TIPA: 'Plastic' film you can compost
By Ruth Schuster
Haaretz, Israel
Many wonderful things, from chocolate to cars, may fleetingly boost our well-being but ultimately bear a heavy price, whether to our thighs or to the planet. One of the most irreconcilable is plastic.
It's a bitter irony that plastic lives up to its hype: it really does isolate your sandwich from the environment, and it lasts forever. Moreover, recycling isn't going to save the whales. We may religiously discard bottles in recycling bins, but the fact is that most plastic is not even recyclable.
Among the worst offenders we barely notice is the plastic film that wraps everything from organic granola to socks.
No practical technology exists to recycle plastic film. If we toss it out with bottles, the recycling plants shrug, weed out the bottles by machine and throw the rest into landfills, explains Merav Koren. She is marketing director for TIPA, an Israel-based company that aims to change all this by making 100 percent compostable packaging film.
"TIPA films look like plastic and behave like plastic but end life like an orange peel," says Koren. Every aspect of it, from the packaging's film to its adhesive, is 100 percent compostable. Not a molecule will be added to the Great Pacific Garbage Patch located between Hawaii and California.
Part of aspiring to save the planet means manufacturing locally. TIPA film is deliberately made using the same machinery used to manufacture conventional plastic, and also using fossil fuels as a source - as well as plant materials, says founder and CEO Daphna Nissenbaum. The crux is that mass-manufacturing machines can be tweaked quickly to make TIPA films. "This model enables us to manufacture where target markets grow, for instance Germany and Italy," Nissenbaum, 51, explains. As its technology catches on and grows more affordable, the company can ramp up quickly to global levels.
But unlike conventional plastic, this wrapping will not stay with us and our children's children forever more. Under the right conditions for composting, TIPA packaging disintegrates into water, carbon dioxide and organic matter that bacteria then degrade, leaving nothing behind.
How would consumers know to throw the films out with organic leavings? The packaging bears a stamp saying so.
Compost is made by sticking organic waste into a bin or a hole in the ground. Leave it there, occasionally moistening and turning it over with something like a pitchfork. Under optimal conditions, in about 180 days, you have compost, which then serves as soil nutrient.
That said, modern urban households have many modern conveniences, such as running water, but let's face it, most lack gardens, let alone composters. Very few homemakers separate organic waste.
To this, Nissenbaum points out that one does not build a company for today's problems and environment but tomorrow's, and the world has realized that waste handling has to change because we're destroying the planet. Regulation, notably in Europe and China, is advancing towards requiring separation of all organic waste.
No need to worry – if TIPA film is tossed out with the regular trash, it will still degrade in the city dump. Like orange peel, unless you decide to mummify and frame it, it will ultimately disappear from your life.
TIPA began developing the compostable film in 2012, achieved certification, as all packaging for food requires, and in 2016 began selling to manufacturers and converters (which package products for manufacturers), chiefly in Europe. Sales grew fourfold in 2017 compared to the prior year, Koren says. The company now has 30 employees.

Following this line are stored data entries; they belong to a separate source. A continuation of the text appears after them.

use std::path::PathBuf;
use thiserror::Error;

pub type MemeResult<T> = Result<T, MemeError>;

#[derive(Error, Debug)]
pub enum MemeError {
    #[error("Not found: {what} ({path})")]
    NotFound { what: String, path: PathBuf },

    #[error("Malformed storyboard: {0}")]
    MalformedStoryboard(String),

    #[error("Seed render failed: {0}")]
    Render(String),

    /// `scene` is numbered from 1.
    #[error("Video generation for scene {scene} did not finish within {waited_secs}s")]
    GenerationTimeout { scene: usize, waited_secs: u64 },

    #[error("{service} error{}: {message}", status_suffix(.status))]
    Provider {
        service: &'static str,
        status: Option<u16>,
        message: String,
    },

    #[error("Frame extraction failed: {0}")]
    FrameExtraction(String),

    #[error("Clip assembly failed: {0}")]
    Assembly(String),

    #[error("Publish failed: {0}")]
    Publish(String),

    #[error("Generation cancelled")]
    Cancelled,

    #[error("IO error: {0}")]
    Io(#[from] std::io::Error),

    #[error("JSON parsing error: {0}")]
    Json(#[from] serde_json::Error),

    #[error("YAML parsing error: {0}")]
    Yaml(#[from] serde_yaml::Error),
}

fn status_suffix(status: &Option<u16>) -> String {
    status.map(|s| format!(" (HTTP {s})")).unwrap_or_default()
}

impl MemeError {
    pub fn not_found(what: impl Into<String>, path: impl Into<PathBuf>) -> Self {
        Self::NotFound {
            what: what.into(),
            path: path.into(),
        }
    }

    pub fn provider(
        service: &'static str,
        status: Option<u16>,
        message: impl Into<String>,
    ) -> Self {
        Self::Provider {
            service,
            status,
            message: message.into(),
        }
    }

    /// Maps a transport-level failure. Connection and timeout errors carry no status.
    pub fn transport(service: &'static str, err: reqwest::Error) -> Self {
        Self::Provider {
            service,
            status: err.status().map(|s| s.as_u16()),
            message: err.to_string(),
        }
    }

    /// Transient failures worth another attempt: no response at all, 429, or 5xx.
    pub fn is_retryable(&self) -> bool {
        match self {
            Self::Provider { status: None, .. } => true,
            Self::Provider {
                status: Some(code), ..
            } => *code == 429 || *code >= 500,
            _ => false,
        }
    }
}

Price depends on the type of film ordered (the thinner, the cheaper) and other parameters, but may range from a bit more than conventional plastic to a lot more, mainly because the precursor polymers are still relatively expensive. However, the more the technology gains traction, the more affordable it should become, Koren predicts.
Make no mistake; in a compost heap or the trash, TIPA films take their sweet time to fall apart. That is precisely the necessary compromise between the requirements of the manufacturer – that its product remain protected (or bundled) until bought and used – and the requirements of the planet, that the wrapping not emulate diamonds and be forever.
Under appropriate conditions, TIPA films take up to six months to turn into compost, Koren says. Under sub-ideal conditions, which are all other circumstances, the key word is "eventually." But that means years rather than millennia, unlike conventional plastic.
If left sitting on a shelf, the TIPA wrapping starts to degrade only after about a year. That's more than enough for most foodstuffs (and doesn’t really matter for socks, especially if nobody is wearing them). It starts to look a little like a piece of paper left outside, cracking and browning around the edges. Gradually the whole thing falls apart. Crucially, at no point in this degradation process do the TIPA films produce microbeads, which notoriously get into every nook and cranny of the Earth, even the deepest oceans. As they degrade, TIPA films aren't gorgeous, but then they are gone as a packaging for all time.